For more information about configuring persistent storage for OCP, see Understanding persistent storage.

2.2.1.1. Using ephemeral storage

Warning

You can use ephemeral storage with STF. However, if you use ephemeral storage, you might experience data loss if a pod is restarted, updated, or rescheduled onto another node. Use ephemeral storage only for development or testing, and not production environments.

Procedure

  • To enable ephemeral storage for STF, set storageEphemeralEnabled: true in your ServiceTelemetry manifest.

Additional resources

For more information about enabling ephemeral storage for STF, see Section 4.6.1, “Configuring ephemeral storage”.

2.2.2. Resource allocation

To enable the scheduling of pods within the OCP infrastructure, you need resources for the components that are running. If you do not allocate enough resources, pods remain in a Pending state because they cannot be scheduled.

The amount of resources that you require to run STF depends on your environment and the number of nodes and clouds that you want to monitor.

Additional resources

For recommendations about sizing for metrics collection see https://access.redhat.com/articles/4907241.

For information about sizing requirements for ElasticSearch, see https://www.elastic.co/guide/en/cloud-on-k8s/current/k8s-managing-compute-resources.html

2.2.3. Node tuning operator

STF uses ElasticSearch to store events, which requires a larger than normal vm.max_map_count. The vm.max_map_count value is set by default in Red Hat OpenShift Container Platform.

If you want to edit the value of vm.max_map_count, you cannot apply node tuning manually using the sysctl command because Red Hat OpenShift Container Platform manages nodes directly. To configure values and apply them to the infrastructure, you must use the node tuning operator. For more information, see Using the Node Tuning Operator.

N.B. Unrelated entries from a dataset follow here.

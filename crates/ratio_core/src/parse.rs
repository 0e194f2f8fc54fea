//! Lowering classified input to an exact `(numerator, denominator)` pair.
//!
//! This stage never fails: invalid input lowers to `(NaN, 1)` and the taint
//! propagates through arithmetic the way IEEE NaN always does.

use tracing::trace;

use crate::classify::{scan, Scan};
use crate::format::{format_value, pow10};
use crate::operand::Operand;
use crate::reduce::numerator_with_sign;

/// Lowers any accepted input to a pair denoting the same rational.
///
/// Decimals become digit strings over a power of ten (`-0.125` →
/// `(-125, 1000)`), scientific notation folds the exponent into whichever
/// side of the pair it shifts (`"1e-5"` → `(1, 100000)`), fraction strings
/// cross-multiply their sides, and mixed numbers fold the whole part in
/// with the correct sign. Numeric text is bound to its `f64` value and
/// re-rendered canonically first, so `"23.0"` lowers to `(23, 1)`.
pub fn parse_components(input: impl Into<Operand>) -> (f64, f64) {
    let pair = match scan(&input.into()) {
        Scan::Rational(r) => (r.numerator(), r.denominator()),
        Scan::Plain(v) => parse_plain(v),
        Scan::Fraction(a, b) => cross(parse_plain(a), parse_plain(b)),
        Scan::Mixed(whole, numer, denom) => {
            mixed(whole, cross(parse_plain(numer), parse_plain(denom)))
        }
        Scan::Invalid => (f64::NAN, 1.0),
    };
    trace!(numerator = pair.0, denominator = pair.1, "lowered literal");
    pair
}

/// Lowers two inputs independently and combines them as a quotient by
/// cross-multiplication: `parse_components2(0.125, 0.5)` is `(1250, 5000)`.
pub fn parse_components2(a: impl Into<Operand>, b: impl Into<Operand>) -> (f64, f64) {
    cross(parse_components(a), parse_components(b))
}

/// `(a_n/a_d) / (b_n/b_d)` as a single sign-folded pair.
pub(crate) fn cross(a: (f64, f64), b: (f64, f64)) -> (f64, f64) {
    let top = a.0 * b.1;
    let bottom = a.1 * b.0;
    (numerator_with_sign(top, bottom), bottom.abs())
}

fn mixed(whole: f64, frac: (f64, f64)) -> (f64, f64) {
    let (numer, denom) = frac;
    let sign = if (whole < 0.0) != (numer < 0.0) { -1.0 } else { 1.0 };
    (sign * (whole.abs() * denom + numer.abs()), denom)
}

fn parse_plain(v: f64) -> (f64, f64) {
    if v.is_nan() {
        return (f64::NAN, 1.0);
    }
    let rendered = format_value(v);
    if let Some((mantissa, exponent)) = rendered.split_once('e') {
        return scientific(mantissa, exponent);
    }
    if rendered.contains('.') {
        return decimal(&rendered);
    }
    (v, 1.0)
}

/// Fixed-notation rendering: digits with the point removed, over `10^k`
/// for `k` fractional digits.
fn decimal(rendered: &str) -> (f64, f64) {
    let (sign, body) = split_sign(rendered);
    let (int_part, frac_part) = body.split_once('.').unwrap_or((body, ""));
    let digits: f64 = format!("{int_part}{frac_part}").parse().unwrap_or(f64::NAN);
    (sign * digits, pow10(frac_part.len() as i32))
}

/// Exponential rendering: the exponent and the mantissa's decimal point are
/// one combined shift, landing on whichever side of the pair it points.
fn scientific(mantissa: &str, exponent: &str) -> (f64, f64) {
    let (sign, body) = split_sign(mantissa);
    let (int_part, frac_part) = body.split_once('.').unwrap_or((body, ""));
    let digits: f64 = format!("{int_part}{frac_part}").parse().unwrap_or(f64::NAN);
    let shift = exponent.parse::<i32>().unwrap_or(0) - frac_part.len() as i32;
    if shift >= 0 {
        (sign * digits * pow10(shift), 1.0)
    } else {
        (sign * digits, pow10(-shift))
    }
}

fn split_sign(s: &str) -> (f64, &str) {
    match s.strip_prefix('-') {
        Some(rest) => (-1.0, rest),
        None => (1.0, s.strip_prefix('+').unwrap_or(s)),
    }
}

#[cfg(test)]
mod tests {
    use super::*;

    #[test]
    fn integers_sit_over_one() {
        assert_eq!(parse_components(23), (23.0, 1.0));
        assert_eq!(parse_components("-4"), (-4.0, 1.0));
        assert_eq!(parse_components("23.0"), (23.0, 1.0));
    }

    #[test]
    fn decimals_lower_to_digits_over_a_power_of_ten() {
        assert_eq!(parse_components(-0.125), (-125.0, 1000.0));
        assert_eq!(parse_components("0.01"), (1.0, 100.0));
        assert_eq!(parse_components(0.00023), (23.0, 100000.0));
    }

    #[test]
    fn scientific_notation_folds_the_exponent() {
        assert_eq!(parse_components("1e-5"), (1.0, 100000.0));
        assert_eq!(parse_components("-2.0004e-5"), (-20004.0, 1000000000.0));
        assert_eq!(parse_components(1e101), (1e101, 1.0));
        assert_eq!(parse_components("9e-99"), (9.0, 1e99));
    }

    #[test]
    fn fraction_strings_cross_multiply() {
        assert_eq!(parse_components("10/20"), (10.0, 20.0));
        assert_eq!(parse_components("-10/-20"), (10.0, 20.0));
        assert_eq!(parse_components("0.125/0.5"), (1250.0, 5000.0));
        assert_eq!(parse_components("1e3/2"), (1000.0, 2.0));
    }

    #[test]
    fn mixed_numbers_fold_the_whole_part() {
        assert_eq!(parse_components("1 1/2"), (3.0, 2.0));
        assert_eq!(parse_components("-1 1/2"), (-3.0, 2.0));
        assert_eq!(parse_components("1 -1/2"), (-3.0, 2.0));
        assert_eq!(parse_components("1 1/-2"), (-3.0, 2.0));
        assert_eq!(parse_components("1 -1/-2"), (3.0, 2.0));
        assert_eq!(parse_components("-2 4/6"), (-16.0, 6.0));
    }

    #[test]
    fn invalid_input_taints_with_nan() {
        let (n, d) = parse_components("seventeen");
        assert!(n.is_nan());
        assert_eq!(d, 1.0);
    }

    #[test]
    fn two_argument_lowering_is_a_quotient() {
        assert_eq!(parse_components2(0.125, 0.5), (1250.0, 5000.0));
        assert_eq!(parse_components2(3, 4), (3.0, 4.0));
        assert_eq!(parse_components2("1/2", "1/3"), (3.0, 2.0));
    }
}
//! The closed set of inputs the lenient pipeline accepts.
//!
//! The public entry points are generic over `Into<Operand>` instead of
//! inspecting values at runtime: a number, a piece of text, or an existing
//! [`Fraction`]. Anything else simply has no `From` impl.

use crate::fraction::Fraction;

/// A value on its way into the parsing pipeline.
#[derive(Debug, Clone)]
pub enum Operand {
    Number(f64),
    Text(String),
    Ratio(Fraction),
}

impl Operand {
    /// Loose numeric binding. Text is trimmed and parsed as an `f64`
    /// (including the `inf`/`NaN` tokens); unparseable text is NaN.
    pub fn to_number(&self) -> f64 {
        match self {
            Operand::Number(v) => *v,
            Operand::Text(s) => s.trim().parse().unwrap_or(f64::NAN),
            Operand::Ratio(r) => r.value(),
        }
    }
}

macro_rules! operand_from_numeric {
    ($($t:ty),* $(,)?) => {
        $(impl From<$t> for Operand {
            fn from(v: $t) -> Self {
                Operand::Number(v as f64)
            }
        })*
    };
}

operand_from_numeric!(f64, f32, i8, i16, i32, i64, u8, u16, u32, u64, isize, usize);

impl From<&str> for Operand {
    fn from(s: &str) -> Self {
        Operand::Text(s.to_string())
    }
}

impl From<String> for Operand {
    fn from(s: String) -> Self {
        Operand::Text(s)
    }
}

impl From<Fraction> for Operand {
    fn from(r: Fraction) -> Self {
        Operand::Ratio(r)
    }
}

impl From<&Fraction> for Operand {
    fn from(r: &Fraction) -> Self {
        Operand::Ratio(*r)
    }
}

In an OCP deployment, the default node tuning operator specification provides the required profiles for ElasticSearch workloads or pods scheduled on nodes. To view the default cluster node tuning specification, run the following command:

oc get Tuned/default -o yaml -n openshift-cluster-node-tuning-operator

The output of the default specification is documented at Default profiles set on a cluster. The assignment of profiles is managed in the recommend section where profiles are applied to a node when certain conditions are met. When scheduling ElasticSearch to a node in STF, one of the following profiles is applied:

  • openshift-control-plane-es
  • openshift-node-es

When scheduling an ElasticSearch pod, there must be a label present that matches tuned.openshift.io/elasticsearch. If the label is present, one of the two profiles is assigned to the pod. No action is required by the administrator if you use the recommended Operator for ElasticSearch. If you use a custom-deployed ElasticSearch with STF, ensure that you add the tuned.openshift.io/elasticsearch label to all scheduled pods.

Additional resources

For more information about virtual memory usage by ElasticSearch, see https://www.elastic.co/guide/en/elasticsearch/reference/current/vm-max-map-count.html

For more information about how the profiles are applied to nodes, see Custom tuning specification.

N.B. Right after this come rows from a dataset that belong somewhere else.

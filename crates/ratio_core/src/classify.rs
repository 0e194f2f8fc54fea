//! Notation classification.
//!
//! Splits the lexical question ("what shape is this input?") from the
//! lowering question ("what pair does it denote?"). The public face is
//! [`classify`]; the parser consumes the internal [`Scan`] so the text is
//! never lexed twice.

use nom::character::complete::{char, multispace0, multispace1};
use nom::combinator::all_consuming;
use nom::number::complete::double;
use nom::sequence::{delimited, preceded, separated_pair, tuple};
use nom::IResult;

use crate::format::format_value;
use crate::fraction::Fraction;
use crate::operand::Operand;

/// The seven notations an input can land in.
#[derive(Debug, Clone, Copy, PartialEq, Eq)]
pub enum NumericKind {
    Integer,
    Decimal,
    Scientific,
    FractionString,
    MixedString,
    Rational,
    Invalid,
}

/// Classified input with its payload attached.
#[derive(Debug, Clone)]
pub(crate) enum Scan {
    Plain(f64),
    Fraction(f64, f64),
    Mixed(f64, f64, f64),
    Rational(Fraction),
    Invalid,
}

/// Classifies an input without lowering it to a pair.
///
/// Plain numeric inputs are categorized from their canonical rendering, so
/// `"1.2e6"` counts as an integer (it renders as `1200000`) while `1e101`
/// is scientific.
pub fn classify(input: &Operand) -> NumericKind {
    match scan(input) {
        Scan::Rational(_) => NumericKind::Rational,
        Scan::Plain(v) => plain_kind(v),
        Scan::Fraction(..) => NumericKind::FractionString,
        Scan::Mixed(..) => NumericKind::MixedString,
        Scan::Invalid => NumericKind::Invalid,
    }
}

fn plain_kind(v: f64) -> NumericKind {
    let rendered = format_value(v);
    if rendered.contains('e') {
        NumericKind::Scientific
    } else if rendered.contains('.') {
        NumericKind::Decimal
    } else {
        NumericKind::Integer
    }
}

pub(crate) fn scan(input: &Operand) -> Scan {
    match input {
        Operand::Ratio(r) => Scan::Rational(*r),
        Operand::Number(v) if v.is_nan() => Scan::Invalid,
        Operand::Number(v) => Scan::Plain(*v),
        Operand::Text(s) => scan_text(s),
    }
}

fn scan_text(s: &str) -> Scan {
    if let Ok((_, v)) = all_consuming(ws_number)(s) {
        return if v.is_nan() { Scan::Invalid } else { Scan::Plain(v) };
    }
    if let Ok((_, (whole, numer, denom))) = all_consuming(mixed_parts)(s) {
        return Scan::Mixed(whole, numer, denom);
    }
    if let Ok((_, (numer, denom))) = all_consuming(fraction_parts)(s) {
        return Scan::Fraction(numer, denom);
    }
    Scan::Invalid
}

fn ws_number(input: &str) -> IResult<&str, f64> {
    delimited(multispace0, double, multispace0)(input)
}

/// `<number> / <number>`, whitespace tolerated around every token.
fn fraction_parts(input: &str) -> IResult<&str, (f64, f64)> {
    separated_pair(ws_number, char('/'), ws_number)(input)
}

/// `<whole> <numerator>/<denominator>`. The whole part is split from the
/// fractional numerator by mandatory whitespace.
fn mixed_parts(input: &str) -> IResult<&str, (f64, f64, f64)> {
    let (rest, (whole, numer, _, denom)) = tuple((
        preceded(multispace0, double),
        preceded(multispace1, double),
        preceded(multispace0, char('/')),
        ws_number,
    ))(input)?;
    Ok((rest, (whole, numer, denom)))
}
//! Prime factorization by trial division.

use crate::operand::Operand;

/// The prime factors of `input` in ascending order, with multiplicity.
///
/// Inputs that do not denote a whole number at least 2 within `u64` range
/// (fractions, negatives, NaN, infinities, unparseable text) produce an
/// empty vector.
pub fn prime_factors(input: impl Into<Operand>) -> Vec<u64> {
    let v = input.into().to_number();
    if !v.is_finite() || v < 2.0 || v.fract() != 0.0 || v >= u64::MAX as f64 {
        return Vec::new();
    }
    let mut n = v as u64;
    let mut factors = Vec::new();
    while n % 2 == 0 {
        factors.push(2);
        n /= 2;
    }
    let mut candidate: u64 = 3;
    while candidate * candidate <= n {
        if n % candidate == 0 {
            factors.push(candidate);
            n /= candidate;
        } else {
            candidate += 2;
        }
    }
    if n > 1 {
        factors.push(n);
    }
    factors
}

#[cfg(test)]
mod tests {
    use super::*;

    #[test]
    fn factors_small_composites() {
        assert_eq!(prime_factors(2), vec![2]);
        assert_eq!(prime_factors(9), vec![3, 3]);
        assert_eq!(prime_factors(10), vec![2, 5]);
        assert_eq!(prime_factors(556), vec![2, 2, 139]);
    }

    #[test]
    fn repeats_factors_by_multiplicity() {
        assert_eq!(prime_factors(8), vec![2, 2, 2]);
        assert_eq!(prime_factors(123456789), vec![3, 3, 3607, 3803]);
    }

    #[test]
    fn accepts_numeric_text() {
        assert_eq!(prime_factors("556"), vec![2, 2, 139]);
    }

    #[test]
    fn degenerate_inputs_yield_nothing() {
        assert_eq!(prime_factors(1), Vec::<u64>::new());
        assert_eq!(prime_factors(0), Vec::<u64>::new());
        assert_eq!(prime_factors(-4), Vec::<u64>::new());
        assert_eq!(prime_factors(2.5), Vec::<u64>::new());
        assert_eq!(prime_factors(f64::NAN), Vec::<u64>::new());
        assert_eq!(prime_factors(f64::INFINITY), Vec::<u64>::new());
        assert_eq!(prime_factors("bananas"), Vec::<u64>::new());
        assert_eq!(prime_factors(1e300), Vec::<u64>::new());
    }
}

2.3. Deploying STF to the OCP environment

You can deploy STF to the OCP environment in one of two ways:

2.3.1. Deploying STF to the OCP environment with ElasticSearch

Complete the following tasks:

2.3.2. Deploying STF to the OCP environment without ElasticSearch

Complete the following tasks:

2.3.3. Creating a namespace

Create a namespace to hold the STF components. The service-telemetry namespace is used throughout the documentation:

Procedure

  • Enter the following command:

    oc new-project service-telemetry

2.3.4. Creating an OperatorGroup

Create an OperatorGroup in the namespace so that you can schedule the Operator pods.

Procedure

  • Enter the following command:

    oc apply -f - <<EOF
    apiVersion: operators.coreos.com/v1
    kind: OperatorGroup
    metadata:
      name: service-telemetry-operator-group
      namespace: service-telemetry
    spec:
      targetNamespaces:
      - service-telemetry
    EOF

Additional resources

For more information, see OperatorGroups.

2.3.5. Enabling the OperatorHub.io Community Catalog Source

Before you install ElasticSearch, you must have access to the resources on the OperatorHub.io Community Catalog Source:

Procedure

  • Enter the following command:

    oc apply -f - <<EOF
    apiVersion: operators.coreos.com/v1alpha1
    kind: CatalogSource
    metadata:
      name: operatorhubio-operators
      namespace: openshift-marketplace
    spec:
      sourceType: grpc
      image: quay.io/operator-framework/upstream-community-operators:latest
      displayName: OperatorHub.io Operators
      publisher: OperatorHub.io
    EOF

2.3.6. Enabling Red Hat STF Operator Source

Before you deploy STF on Red Hat OpenShift Container Platform, you must enable the operator source.

Procedure

  1. Install an OperatorSource that contains the Service Telemetry Operator and the Smart Gateway Operator:

    oc apply -f - <<EOF
    apiVersion: operators.coreos.com/v1
    kind: OperatorSource
    metadata:
      labels:
        opsrc-provider: redhat-operators-stf
      name: redhat-operators-stf
      namespace: openshift-marketplace
    spec:
      authorizationToken: {}
      displayName: Red Hat STF Operators
      endpoint: https://quay.io/cnr
      publisher: Red Hat
      registryNamespace: redhat-operators-stf
      type: appregistry
    EOF
  2. To validate the creation of your OperatorSource, use the oc get operatorsources command. A successful import results in the MESSAGE field returning a result of The object has been successfully reconciled.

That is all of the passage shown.